▸ **Records contained in a dataset**
═══
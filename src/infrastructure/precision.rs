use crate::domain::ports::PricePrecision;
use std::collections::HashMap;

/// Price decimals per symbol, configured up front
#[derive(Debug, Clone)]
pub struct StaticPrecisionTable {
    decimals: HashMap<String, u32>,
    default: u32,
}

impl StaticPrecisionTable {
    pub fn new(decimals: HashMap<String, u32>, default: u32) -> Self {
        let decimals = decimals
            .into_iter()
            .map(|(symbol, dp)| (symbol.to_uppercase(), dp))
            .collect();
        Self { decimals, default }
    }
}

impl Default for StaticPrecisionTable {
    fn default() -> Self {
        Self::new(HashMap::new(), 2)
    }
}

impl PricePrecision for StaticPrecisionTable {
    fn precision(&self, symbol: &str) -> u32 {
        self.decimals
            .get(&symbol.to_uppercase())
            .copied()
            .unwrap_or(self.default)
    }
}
═══
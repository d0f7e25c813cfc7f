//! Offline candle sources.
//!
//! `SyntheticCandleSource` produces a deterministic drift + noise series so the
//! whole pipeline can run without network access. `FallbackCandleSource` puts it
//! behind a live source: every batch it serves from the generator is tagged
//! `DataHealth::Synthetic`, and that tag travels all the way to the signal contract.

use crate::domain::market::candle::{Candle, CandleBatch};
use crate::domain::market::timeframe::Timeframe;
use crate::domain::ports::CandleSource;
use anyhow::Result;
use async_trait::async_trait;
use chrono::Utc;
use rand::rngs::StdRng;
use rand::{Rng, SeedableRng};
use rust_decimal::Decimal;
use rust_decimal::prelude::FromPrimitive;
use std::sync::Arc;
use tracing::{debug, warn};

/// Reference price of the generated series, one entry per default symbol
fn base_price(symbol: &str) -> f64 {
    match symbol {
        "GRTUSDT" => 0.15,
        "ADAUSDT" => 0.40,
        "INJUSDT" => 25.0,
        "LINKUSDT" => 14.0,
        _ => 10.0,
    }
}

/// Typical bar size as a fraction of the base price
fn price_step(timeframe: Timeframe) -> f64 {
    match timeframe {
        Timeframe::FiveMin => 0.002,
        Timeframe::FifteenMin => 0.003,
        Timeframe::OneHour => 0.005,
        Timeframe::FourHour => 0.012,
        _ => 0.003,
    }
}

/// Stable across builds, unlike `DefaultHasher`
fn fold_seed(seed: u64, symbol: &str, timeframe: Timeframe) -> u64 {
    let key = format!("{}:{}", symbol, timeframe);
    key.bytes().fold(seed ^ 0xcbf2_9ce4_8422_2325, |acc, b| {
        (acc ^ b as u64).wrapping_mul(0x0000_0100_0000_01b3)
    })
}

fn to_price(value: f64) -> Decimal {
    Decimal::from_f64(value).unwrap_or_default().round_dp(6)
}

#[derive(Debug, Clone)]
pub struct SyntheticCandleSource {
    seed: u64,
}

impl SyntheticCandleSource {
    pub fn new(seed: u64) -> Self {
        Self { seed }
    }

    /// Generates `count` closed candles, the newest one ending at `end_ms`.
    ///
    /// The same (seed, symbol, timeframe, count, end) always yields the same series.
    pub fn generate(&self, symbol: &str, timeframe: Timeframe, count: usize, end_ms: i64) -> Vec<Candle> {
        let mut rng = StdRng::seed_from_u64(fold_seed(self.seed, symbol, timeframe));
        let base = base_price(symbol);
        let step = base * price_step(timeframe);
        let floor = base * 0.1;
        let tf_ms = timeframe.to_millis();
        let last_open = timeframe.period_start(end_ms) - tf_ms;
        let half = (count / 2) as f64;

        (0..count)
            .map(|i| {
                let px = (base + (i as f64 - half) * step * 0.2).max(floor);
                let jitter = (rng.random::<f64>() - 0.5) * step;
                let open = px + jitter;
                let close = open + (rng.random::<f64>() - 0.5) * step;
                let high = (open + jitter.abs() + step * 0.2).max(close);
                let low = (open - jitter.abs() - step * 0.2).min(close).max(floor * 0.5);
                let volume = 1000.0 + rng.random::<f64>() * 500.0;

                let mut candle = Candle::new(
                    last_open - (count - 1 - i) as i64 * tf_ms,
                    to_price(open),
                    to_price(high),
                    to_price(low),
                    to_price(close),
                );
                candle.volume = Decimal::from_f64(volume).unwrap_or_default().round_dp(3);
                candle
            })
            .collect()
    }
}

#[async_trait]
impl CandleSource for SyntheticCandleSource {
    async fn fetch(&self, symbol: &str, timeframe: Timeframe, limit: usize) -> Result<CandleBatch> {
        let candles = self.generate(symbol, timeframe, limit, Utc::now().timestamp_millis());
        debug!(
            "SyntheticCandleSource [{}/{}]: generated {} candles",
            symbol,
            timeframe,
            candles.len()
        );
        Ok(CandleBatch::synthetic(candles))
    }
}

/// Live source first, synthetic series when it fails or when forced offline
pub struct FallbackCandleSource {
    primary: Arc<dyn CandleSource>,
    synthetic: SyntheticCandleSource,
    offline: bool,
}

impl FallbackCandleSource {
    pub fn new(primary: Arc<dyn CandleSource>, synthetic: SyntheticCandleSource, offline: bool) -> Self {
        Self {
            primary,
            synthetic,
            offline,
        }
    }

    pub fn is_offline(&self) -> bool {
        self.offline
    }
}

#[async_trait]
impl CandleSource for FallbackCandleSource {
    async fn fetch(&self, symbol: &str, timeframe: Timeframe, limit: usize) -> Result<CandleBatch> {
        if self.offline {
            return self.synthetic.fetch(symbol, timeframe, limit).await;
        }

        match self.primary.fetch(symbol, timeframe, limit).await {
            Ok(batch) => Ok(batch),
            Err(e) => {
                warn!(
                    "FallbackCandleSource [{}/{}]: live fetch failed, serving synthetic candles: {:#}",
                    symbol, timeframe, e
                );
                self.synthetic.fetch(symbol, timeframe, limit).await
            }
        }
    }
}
═══
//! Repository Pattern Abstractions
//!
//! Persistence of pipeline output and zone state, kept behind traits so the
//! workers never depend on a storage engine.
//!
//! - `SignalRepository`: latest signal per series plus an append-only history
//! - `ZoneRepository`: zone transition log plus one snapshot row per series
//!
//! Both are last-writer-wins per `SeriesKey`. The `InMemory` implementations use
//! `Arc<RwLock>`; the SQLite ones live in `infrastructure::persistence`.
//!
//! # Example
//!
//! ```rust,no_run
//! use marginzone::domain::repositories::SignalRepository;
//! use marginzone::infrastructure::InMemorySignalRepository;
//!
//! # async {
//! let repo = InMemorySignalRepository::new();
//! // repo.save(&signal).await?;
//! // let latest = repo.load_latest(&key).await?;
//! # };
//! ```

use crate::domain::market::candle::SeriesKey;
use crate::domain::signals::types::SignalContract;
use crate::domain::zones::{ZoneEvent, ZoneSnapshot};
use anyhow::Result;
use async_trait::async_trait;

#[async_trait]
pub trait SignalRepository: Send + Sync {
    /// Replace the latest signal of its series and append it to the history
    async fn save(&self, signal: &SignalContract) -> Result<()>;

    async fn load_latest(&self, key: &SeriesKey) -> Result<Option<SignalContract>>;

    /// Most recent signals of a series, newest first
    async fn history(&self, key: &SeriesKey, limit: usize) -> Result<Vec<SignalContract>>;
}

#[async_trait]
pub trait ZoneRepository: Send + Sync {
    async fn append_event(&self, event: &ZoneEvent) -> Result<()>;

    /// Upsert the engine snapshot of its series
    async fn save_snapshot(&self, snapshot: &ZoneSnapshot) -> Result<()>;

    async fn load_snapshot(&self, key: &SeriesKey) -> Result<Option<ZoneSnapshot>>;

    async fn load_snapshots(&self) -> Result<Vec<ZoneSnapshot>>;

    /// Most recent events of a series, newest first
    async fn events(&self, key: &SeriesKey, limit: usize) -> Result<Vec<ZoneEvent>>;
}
═══
▸ **What you should do**
Please return each line of the data above in which the word "String" occurs.

▸ **Written answer**
    decimals: HashMap<String, u32>,
    pub fn new(decimals: HashMap<String, u32>, default: u32) -> Self {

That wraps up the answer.